# Village Creek, SSI...Personal best Redfish



## Railroader (Apr 13, 2005)

After a three week period of NO FISHING, I was more than ready to get on the water...I had intended to be on the water at first light, but I misjudged, and was about 30 minutes late at 0700. I launched at Village Creek landing and headed directly for "The Maze".

It was a BBEEEAAAUTIIFUL morning, clear water, tide low and lazy, nobody there but me...  

I started off throwing a Nemire spoon, hoping to tie into a nice redfish, and about 10 minutes in, I got this nasty customer...
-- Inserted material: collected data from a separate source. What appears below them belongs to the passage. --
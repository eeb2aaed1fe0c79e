//! Output formats produced next to every source image.

use std::fmt;
use std::path::{Path, PathBuf};

#[derive(Debug, Clone, Copy, PartialEq, Eq, Hash)]
pub enum TargetFormat {
    Jxl,
    Avif,
    Webp,
}

impl TargetFormat {
    /// Every target, in the order they are produced.
    pub const ALL: [TargetFormat; 3] = [TargetFormat::Jxl, TargetFormat::Avif, TargetFormat::Webp];

    pub fn extension(self) -> &'static str {
        match self {
            TargetFormat::Jxl => "jxl",
            TargetFormat::Avif => "avif",
            TargetFormat::Webp => "webp",
        }
    }

    /// `photos/a.png` → `photos/a.<ext>`
    pub fn output_path(self, input: &Path) -> PathBuf {
        shared_utils::sibling_with_extension(input, self.extension())
    }
}

impl fmt::Display for TargetFormat {
    fn fmt(&self, f: &mut fmt::Formatter<'_>) -> fmt::Result {
        f.write_str(self.extension())
    }
}
//! Conversion Policy
//!
//! Decides, per source file, which targets need (re)generation and how each
//! one is encoded. A target is required when its output is missing or when
//! force is set. WebP for an animated GIF goes through the transcoder; every
//! other target uses the still-image converter.

use crate::encoder::EncoderBackend;
use crate::error::{ConvertError, Result};
use crate::formats::TargetFormat;
use shared_utils::common_utils::{base_name, get_extension_lowercase};
use shared_utils::CancelToken;
use std::path::{Path, PathBuf};
use tracing::debug;

#[derive(Debug, Clone, PartialEq, Eq)]
pub struct InputFile {
    pub path: PathBuf,
    /// Lowercase, without the dot.
    pub extension: String,
}

impl InputFile {
    pub fn new(path: impl Into<PathBuf>) -> Self {
        let path = path.into();
        let extension = get_extension_lowercase(&path);
        Self { path, extension }
    }

    /// Path minus extension; outputs are `base_name + "." + target`.
    pub fn base_name(&self) -> PathBuf {
        base_name(&self.path)
    }

    pub fn is_gif(&self) -> bool {
        self.extension == "gif"
    }

    pub fn output_path(&self, target: TargetFormat) -> PathBuf {
        target.output_path(&self.path)
    }
}

#[derive(Debug, Clone, Copy, PartialEq, Eq)]
pub enum EncodeStrategy {
    /// Still-image converter, format inferred from the output extension.
    Still,
    /// Transcoder producing an animated WebP.
    AnimatedWebp,
}

#[derive(Debug)]
pub enum TargetAction {
    Encode(EncodeStrategy),
    /// The strategy could not be decided; the target fails without running
    /// an encoder.
    Fail(ConvertError),
}

#[derive(Debug)]
pub struct PlannedTarget {
    pub target: TargetFormat,
    pub output: PathBuf,
    pub action: TargetAction,
}

#[derive(Debug)]
pub struct ConversionJob {
    pub input: InputFile,
    pub targets: Vec<PlannedTarget>,
}

impl ConversionJob {
    /// Nothing to do: every output exists and force is off.
    pub fn is_up_to_date(&self) -> bool {
        self.targets.is_empty()
    }
}

/// Targets whose output is missing, or all of them under `force`.
pub fn required_targets(input: &InputFile, force: bool) -> Vec<TargetFormat> {
    TargetFormat::ALL
        .into_iter()
        .filter(|t| force || !input.output_path(*t).exists())
        .collect()
}

/// Animated means more than one frame.
pub fn is_animated_gif<B: EncoderBackend + ?Sized>(
    input: &InputFile,
    backend: &B,
    cancel: &CancelToken,
) -> Result<bool> {
    if !input.is_gif() {
        return Ok(false);
    }
    let frames = backend.frame_count(&input.path, cancel)?;
    debug!(path = %input.path.display(), frames, "GIF frame count");
    Ok(frames > 1)
}

fn webp_action<B: EncoderBackend + ?Sized>(
    input: &InputFile,
    backend: &B,
    cancel: &CancelToken,
) -> TargetAction {
    match is_animated_gif(input, backend, cancel) {
        Ok(true) => TargetAction::Encode(EncodeStrategy::AnimatedWebp),
        Ok(false) => TargetAction::Encode(EncodeStrategy::Still),
        Err(e) => TargetAction::Fail(e),
    }
}

/// Build the job for one file. The frame probe runs only when WebP is
/// actually required.
pub fn plan_job<B: EncoderBackend + ?Sized>(
    path: &Path,
    force: bool,
    backend: &B,
    cancel: &CancelToken,
) -> ConversionJob {
    let input = InputFile::new(path);
    let targets = required_targets(&input, force)
        .into_iter()
        .map(|target| {
            let action = match target {
                TargetFormat::Webp => webp_action(&input, backend, cancel),
                _ => TargetAction::Encode(EncodeStrategy::Still),
            };
            PlannedTarget {
                target,
                output: input.output_path(target),
                action,
            }
        })
        .collect();

    ConversionJob { input, targets }
}
//! Run-wide cancellation flag.
//!
//! Set once from the Ctrl-C handler; read by workers, the subprocess
//! supervisor and the progress display loop.

use std::sync::atomic::{AtomicBool, Ordering};
use std::sync::Arc;

#[derive(Debug, Clone, Default)]
pub struct CancelToken {
    flag: Arc<AtomicBool>,
}

impl CancelToken {
    pub fn new() -> Self {
        Self::default()
    }

    pub fn cancel(&self) {
        self.flag.store(true, Ordering::SeqCst);
    }

    pub fn is_cancelled(&self) -> bool {
        self.flag.load(Ordering::SeqCst)
    }
}

/// Install a SIGINT/SIGTERM handler that trips `token`.
///
/// A second interrupt while the first is still being honoured exits
/// immediately.
pub fn install_ctrlc_handler(token: &CancelToken) -> Result<(), ctrlc::Error> {
    let token = token.clone();
    ctrlc::set_handler(move || {
        if token.is_cancelled() {
            std::process::exit(crate::app_error::EXIT_CANCELLED);
        }
        eprintln!("\n⚠️  Interrupted, stopping encoders...");
        token.cancel();
    })
}

#[cfg(test)]
mod tests {
    use super::*;

    #[test]
    fn test_clones_share_state() {
        let token = CancelToken::new();
        let clone = token.clone();
        assert!(!clone.is_cancelled());
        token.cancel();
        assert!(clone.is_cancelled());
    }

    #[test]
    fn test_cancel_visible_across_threads() {
        let token = CancelToken::new();
        let worker = {
            let token = token.clone();
            std::thread::spawn(move || {
                while !token.is_cancelled() {
                    std::thread::yield_now();
                }
                true
            })
        };
        token.cancel();
        assert!(worker.join().unwrap());
    }
}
What the heck he was doing SEVERAL MILES up in a little creek, I don't know, but he sure put up a good tussle, after ol' Nemire bit him back...

Just a few minutes later, I got hit hard again...Here's my first Red, I thought, but no...it was this big ol' Trout










So I toss the Nemire for a while longer, with no action, then I decided to change to a lighter rod, and chunk a DOA shrimp for a while. Caught a couple small trout, and another nice one, then BAM!!! BIG FEESH :shock: 

It was ON in that little creek, I'm tellin' ya, I got towed in circles, drag pulling on the Abu 4600 , light Bass Pro rod bending past where I thought it should have broken, tangled in my trolled rod, running under the 'yak, around both ends....But I got him!!!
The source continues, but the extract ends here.